15.7 Tune Hyperparameters

All workflows in the workflow set contains hyperparameters. These are tuned with a search grid using the function tune_grid(). As workflow_set contain multiple workflows, the tune_grid() function can be mapped over the workflows to tune all hyperparameters using workflow_map(), a purrr-like map function.

Several settings for tuning the grid exists. This includes e.g. whether or not to parallelize, what output to save and how verbose the output should be, i.e. how much should be printed to std.out. The settings are set to:

grid_settings <-
   control_grid(
      save_pred = TRUE,
      parallel_over = "everything",
      save_workflow = TRUE,
      extract = function(x) x
   )

The grid search is performed for a grid of size 100, which means 100 different combinations of the hyperparameters are tried for each model.

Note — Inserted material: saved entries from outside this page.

use std::collections::BTreeMap;
use std::path::Path;

use futures::FutureExt;
use futures::future::BoxFuture;
use futures::future::try_join_all;
use serde::Deserialize;
use serde_json::Value;
use serde_yaml_ng::Value as YamlValue;
use serde_yaml_ng::value::TaggedValue;

use crate::RegenError;
use crate::RegenResult;

/// How the text behind a deferred reference is turned into data.
#[derive(Debug, Clone, Copy, PartialEq, Eq, Deserialize)]
#[serde(rename_all = "lowercase")]
pub enum Materialization {
	/// Parsed as JSON.
	Json,
	/// Kept verbatim as a string.
	Text,
	/// Parsed as a single YAML document, which may hold further references.
	Yaml,
	/// Parsed as a YAML document stream into a sequence.
	#[serde(rename = "yamls", alias = "yaml-stream")]
	YamlStream,
}

impl Materialization {
	fn from_suffix(suffix: &str) -> Option<Self> {
		match suffix {
			"json" => Some(Self::Json),
			"text" => Some(Self::Text),
			"yaml" => Some(Self::Yaml),
			"yamls" => Some(Self::YamlStream),
			_ => None,
		}
	}

	/// Guess from a file extension. Unknown extensions are read as text.
	fn from_path(path: &str) -> Self {
		let extension = Path::new(path)
			.extension()
			.and_then(|e| e.to_str())
			.unwrap_or("")
			.to_ascii_lowercase();

		match extension.as_str() {
			"json" => Self::Json,
			"yaml" | "yml" => Self::Yaml,
			_ => Self::Text,
		}
	}
}

/// Where a deferred reference gets its text from.
#[derive(Debug, Clone, Copy, PartialEq, Eq)]
pub enum ReferenceKind {
	/// Remote fetch by URL.
	Fetch,
	/// Local file read, relative to the containing document.
	Read,
}

/// Request options for `!fetch` references.
#[derive(Debug, Clone, Default, PartialEq, Eq, Deserialize)]
pub struct FetchOptions {
	#[serde(default)]
	pub method: Option<String>,
	#[serde(default)]
	pub headers: BTreeMap<String, String>,
	#[serde(default)]
	pub body: Option<String>,
}

/// A node standing for data that is fetched or read at resolution time.
#[derive(Debug, Clone, PartialEq, Eq)]
pub struct DeferredReference {
	pub kind: ReferenceKind,
	pub materialization: Materialization,
	/// URL for fetches, path for reads.
	pub locator: String,
	pub options: FetchOptions,
}

/// A loaded data document before resolution.
#[derive(Debug, Clone, PartialEq)]
pub enum DataNode {
	Scalar(Value),
	Sequence(Vec<DataNode>),
	Mapping(Vec<(String, DataNode)>),
	Deferred(DeferredReference),
}

#[derive(Deserialize)]
struct FetchTag {
	url: String,
	#[serde(default)]
	options: FetchOptions,
	#[serde(default, rename = "type")]
	materialization: Option<Materialization>,
}

#[derive(Deserialize)]
struct ReadTag {
	path: String,
	#[serde(default, rename = "type")]
	materialization: Option<Materialization>,
}

impl DataNode {
	/// Convert a parsed YAML value, turning `!fetch*` and `!read*` tags into
	/// [`DataNode::Deferred`] nodes.
	pub fn from_yaml(value: YamlValue) -> RegenResult<Self> {
		let node = match value {
			YamlValue::Sequence(items) => {
				Self::Sequence(
					items
						.into_iter()
						.map(Self::from_yaml)
						.collect::<RegenResult<_>>()?,
				)
			}
			YamlValue::Mapping(mapping) => {
				let mut entries = Vec::with_capacity(mapping.len());
				for (key, value) in mapping {
					entries.push((mapping_key(&key)?, Self::from_yaml(value)?));
				}
				Self::Mapping(entries)
			}
			YamlValue::Tagged(tagged) => Self::Deferred(deferred_from_tag(*tagged)?),
			scalar => Self::Scalar(scalar_to_json(scalar)?),
		};

		Ok(node)
	}

	/// Returns true when the node or any descendant is deferred.
	pub fn has_deferred(&self) -> bool {
		match self {
			Self::Scalar(_) => false,
			Self::Sequence(items) => items.iter().any(Self::has_deferred),
			Self::Mapping(entries) => entries.iter().any(|(_, node)| node.has_deferred()),
			Self::Deferred(_) => true,
		}
	}
}

fn invalid(message: impl Into<String>) -> RegenError {
	RegenError::InvalidDataDocument(message.into())
}

fn mapping_key(key: &YamlValue) -> RegenResult<String> {
	match key {
		YamlValue::String(s) => Ok(s.clone()),
		YamlValue::Number(n) => Ok(n.to_string()),
		YamlValue::Bool(b) => Ok(b.to_string()),
		YamlValue::Null => Ok("null".to_string()),
		other => Err(invalid(format!("unsupported mapping key `{other:?}`"))),
	}
}

fn scalar_to_json(value: YamlValue) -> RegenResult<Value> {
	match value {
		YamlValue::Null => Ok(Value::Null),
		YamlValue::Bool(b) => Ok(Value::Bool(b)),
		YamlValue::String(s) => Ok(Value::String(s)),
		YamlValue::Number(n) => {
			if let Some(i) = n.as_i64() {
				Ok(Value::from(i))
			} else if let Some(u) = n.as_u64() {
				Ok(Value::from(u))
			} else {
				let float = n.as_f64().unwrap_or(f64::NAN);
				serde_json::Number::from_f64(float)
					.map(Value::Number)
					.ok_or_else(|| invalid(format!("unrepresentable number `{n}`")))
			}
		}
		other => Err(invalid(format!("unexpected value `{other:?}`"))),
	}
}

fn deferred_from_tag(tagged: TaggedValue) -> RegenResult<DeferredReference> {
	let tag = tagged.tag.to_string();
	let tag = tag.trim_start_matches('!');

	match tag {
		"fetch" => {
			let payload: FetchTag = serde_yaml_ng::from_value(tagged.value)
				.map_err(|e| invalid(format!("`!fetch` expects {{url, options, type}}: {e}")))?;
			Ok(DeferredReference {
				kind: ReferenceKind::Fetch,
				materialization: payload.materialization.unwrap_or(Materialization::Json),
				locator: payload.url,
				options: payload.options,
			})
		}
		"read" => {
			let payload: ReadTag = serde_yaml_ng::from_value(tagged.value)
				.map_err(|e| invalid(format!("`!read` expects {{path, type}}: {e}")))?;
			Ok(DeferredReference {
				kind: ReferenceKind::Read,
				materialization: payload
					.materialization
					.unwrap_or_else(|| Materialization::from_path(&payload.path)),
				locator: payload.path,
				options: FetchOptions::default(),
			})
		}
		other => {
			let (kind, suffix) = if let Some(suffix) = other.strip_prefix("fetch") {
				(ReferenceKind::Fetch, suffix)
			} else if let Some(suffix) = other.strip_prefix("read") {
				(ReferenceKind::Read, suffix)
			} else {
				return Err(invalid(format!("unknown tag `!{other}`")));
			};

			let materialization = Materialization::from_suffix(suffix)
				.ok_or_else(|| invalid(format!("unknown tag `!{other}`")))?;
			let YamlValue::String(locator) = tagged.value else {
				return Err(invalid(format!("`!{other}` expects a string")));
			};

			Ok(DeferredReference {
				kind,
				materialization,
				locator,
				options: FetchOptions::default(),
			})
		}
	}
}

/// Parse every document in a YAML stream.
pub fn parse_yaml_documents(text: &str) -> RegenResult<Vec<YamlValue>> {
	serde_yaml_ng::Deserializer::from_str(text)
		.map(|document| YamlValue::deserialize(document).map_err(|e| RegenError::Yaml(e.to_string())))
		.collect()
}

/// Load a single YAML document as a data tree.
pub fn load_yaml(text: &str) -> RegenResult<DataNode> {
	let value: YamlValue =
		serde_yaml_ng::from_str(text).map_err(|e| RegenError::Yaml(e.to_string()))?;
	DataNode::from_yaml(value)
}

/// Load every document of a YAML stream as data trees.
pub fn load_yaml_stream(text: &str) -> RegenResult<Vec<DataNode>> {
	parse_yaml_documents(text)?
		.into_iter()
		.map(DataNode::from_yaml)
		.collect()
}

/// Parse a single YAML document into plain data. Blank input is null.
pub fn from_yaml(text: &str) -> RegenResult<Value> {
	if text.trim().is_empty() {
		return Ok(Value::Null);
	}

	serde_yaml_ng::from_str(text).map_err(|e| RegenError::Yaml(e.to_string()))
}

/// Serialize plain data as a YAML document.
pub fn to_yaml(value: &Value) -> RegenResult<String> {
	serde_yaml_ng::to_string(value).map_err(|e| RegenError::Yaml(e.to_string()))
}

/// Parse every document of a YAML stream into plain data.
pub fn from_yamls(text: &str) -> RegenResult<Vec<Value>> {
	serde_yaml_ng::Deserializer::from_str(text)
		.map(|document| Value::deserialize(document).map_err(|e| RegenError::Yaml(e.to_string())))
		.collect()
}

/// Serialize values as a YAML stream, each document introduced by `---`.
pub fn to_yamls(values: &[Value]) -> RegenResult<String> {
	let mut stream = String::new();
	for value in values {
		stream.push_str("---\n");
		stream.push_str(&to_yaml(value)?);
	}
	Ok(stream)
}

/// The effects behind deferred references.
pub trait ReferenceSource: Send + Sync {
	/// Fetch the body of `url`.
	fn fetch<'a>(
		&'a self,
		url: &'a str,
		options: &'a FetchOptions,
	) -> BoxFuture<'a, RegenResult<String>>;

	/// Read a local file.
	fn read<'a>(&'a self, path: &'a Path) -> BoxFuture<'a, RegenResult<String>>;
}

/// Fetches over HTTP with `reqwest` and reads with `tokio::fs`.
#[derive(Debug, Clone, Default)]
pub struct HttpReferenceSource {
	client: reqwest::Client,
	headers: BTreeMap<String, String>,
}

impl HttpReferenceSource {
	pub fn new() -> Self {
		Self::default()
	}

	/// Send `headers` with every fetch. Headers given on a reference win.
	#[must_use]
	pub fn with_headers(mut self, headers: BTreeMap<String, String>) -> Self {
		self.headers = headers;
		self
	}
}

fn resolution_error(locator: &str, reason: impl ToString) -> RegenError {
	RegenError::Resolution {
		locator: locator.to_string(),
		reason: reason.to_string(),
	}
}

impl ReferenceSource for HttpReferenceSource {
	fn fetch<'a>(
		&'a self,
		url: &'a str,
		options: &'a FetchOptions,
	) -> BoxFuture<'a, RegenResult<String>> {
		async move {
			let method = match &options.method {
				Some(method) => {
					reqwest::Method::from_bytes(method.to_ascii_uppercase().as_bytes())
						.map_err(|e| resolution_error(url, e))?
				}
				None => reqwest::Method::GET,
			};

			let mut headers = self.headers.clone();
			headers.extend(options.headers.clone());

			let mut request = self.client.request(method, url);
			for (name, value) in &headers {
				request = request.header(name.as_str(), value.as_str());
			}
			if let Some(body) = &options.body {
				request = request.body(body.clone());
			}

			let response = request
				.send()
				.await
				.and_then(reqwest::Response::error_for_status)
				.map_err(|e| resolution_error(url, e))?;

			response.text().await.map_err(|e| resolution_error(url, e))
		}
		.boxed()
	}

	fn read<'a>(&'a self, path: &'a Path) -> BoxFuture<'a, RegenResult<String>> {
		async move {
			tokio::fs::read_to_string(path)
				.await
				.map_err(|e| resolution_error(&path.display().to_string(), e))
		}
		.boxed()
	}
}

/// Resolve every deferred reference in `node`, preserving its shape.
///
/// Siblings of a sequence or mapping resolve concurrently. The first failure
/// aborts the whole resolution.
pub fn resolve<'a>(
	node: &'a DataNode,
	base_dir: &'a Path,
	source: &'a dyn ReferenceSource,
) -> BoxFuture<'a, RegenResult<Value>> {
	async move {
		match node {
			DataNode::Scalar(value) => Ok(value.clone()),
			DataNode::Sequence(items) => {
				let values =
					try_join_all(items.iter().map(|item| resolve(item, base_dir, source))).await?;
				Ok(Value::Array(values))
			}
			DataNode::Mapping(entries) => {
				let values = try_join_all(
					entries
						.iter()
						.map(|(_, value)| resolve(value, base_dir, source)),
				)
				.await?;
				let map = entries
					.iter()
					.map(|(key, _)| key.clone())
					.zip(values)
					.collect::<serde_json::Map<_, _>>();
				Ok(Value::Object(map))
			}
			DataNode::Deferred(reference) => resolve_reference(reference, base_dir, source).await,
		}
	}
	.boxed()
}

#[tracing::instrument(level = "debug", skip_all, fields(locator = %reference.locator))]
async fn resolve_reference(
	reference: &DeferredReference,
	base_dir: &Path,
	source: &dyn ReferenceSource,
) -> RegenResult<Value> {
	let (text, nested_base) = match reference.kind {
		ReferenceKind::Fetch => {
			let text = source.fetch(&reference.locator, &reference.options).await?;
			(text, base_dir.to_path_buf())
		}
		ReferenceKind::Read => {
			let path = base_dir.join(&reference.locator);
			let text = source.read(&path).await?;
			let dir = path
				.parent()
				.map_or_else(|| base_dir.to_path_buf(), Path::to_path_buf);
			(text, dir)
		}
	};

	tracing::debug!(bytes = text.len(), "resolved reference");

	let decode_error = |e: RegenError| resolution_error(&reference.locator, e);

	match reference.materialization {
		Materialization::Json => {
			serde_json::from_str(&text).map_err(|e| resolution_error(&reference.locator, e))
		}
		Materialization::Text => Ok(Value::String(text)),
		Materialization::Yaml => {
			let node = load_yaml(&text).map_err(decode_error)?;
			resolve(&node, &nested_base, source).await
		}
		Materialization::YamlStream => {
			let nodes = load_yaml_stream(&text).map_err(decode_error)?;
			let values =
				try_join_all(nodes.iter().map(|node| resolve(node, &nested_base, source))).await?;
			Ok(Value::Array(values))
		}
	}
}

grid_results <- workflow_set |>
  workflow_map(
    fn = "tune_grid",
    seed = 1337,
    resamples = count_matrix_clr_folds,
    grid = params$grid_size,
    control = grid_settings
  )

tidymodels comes with a lot of convenience functions. One of these is autoplot() that can, among other things, plot the results of the grid search. The best result of each workflow is selected based on the AUC.

autoplot(
  grid_results,
  rank_metric = "roc_auc",
  metric = "roc_auc",
  type = "wflow_id"
) +
  geom_point(aes(y = mean),
             size = 2) +
  lims(y = c(0.4, 1)) +
  theme(legend.position = "none") +
  facet_wrap(~ wflow_id,
             ncol = 2) +
  theme(text=element_text(size=13))

The issue with wrappers, e.g. the convenience function autoplot(), is that they do not always provide the flexibility needed. A cleaner plot is created by extracting the data and manually plotting it. The plot shows the AUC for each workflow, with error bars showing the standard error.

grid_results |>
  collect_metrics() |>
  filter(.metric == "roc_auc") |> 
  group_by(wflow_id) |>
  arrange(desc(mean)) |>
  mutate(rank = row_number()) |>
  ungroup() |>
  ggplot(aes(x = rank,
             y = mean,
             col = wflow_id)) +
  geom_point(size = 2) +
  geom_errorbar(aes(ymin = mean - std_err,
                    ymax = mean + std_err)) +
  labs(x = "Rank",
       y = "AUC") +
  facet_wrap(~ wflow_id,
             ncol = 2,
             scales = "free_y") +
  lims(y = c(0.4, 1)) +
  theme(legend.position = "none",
        text=element_text(size=13))

A couple of interesting insights can be gained from looking at the optimal hyperparameters (see table below). When comparing the two ENet models (stand_log vs pca_log), the mixture is higher for pca_log, i.e. preferring Lasso over Ridge. This is opposite expectations as PCA should reduce the number of features, which in turn should reduce the need for Lasso regularization. However, penalty is several orders of magnitude lower for pca_log meaning the Lasso regularization is less strict. When comparing the full Ridge and Lasso models between the two preprocessing steps, the penalty is lower when PCA preprocessing is performed. This is expected as PCA reduces the number of features reducing the need for regularization.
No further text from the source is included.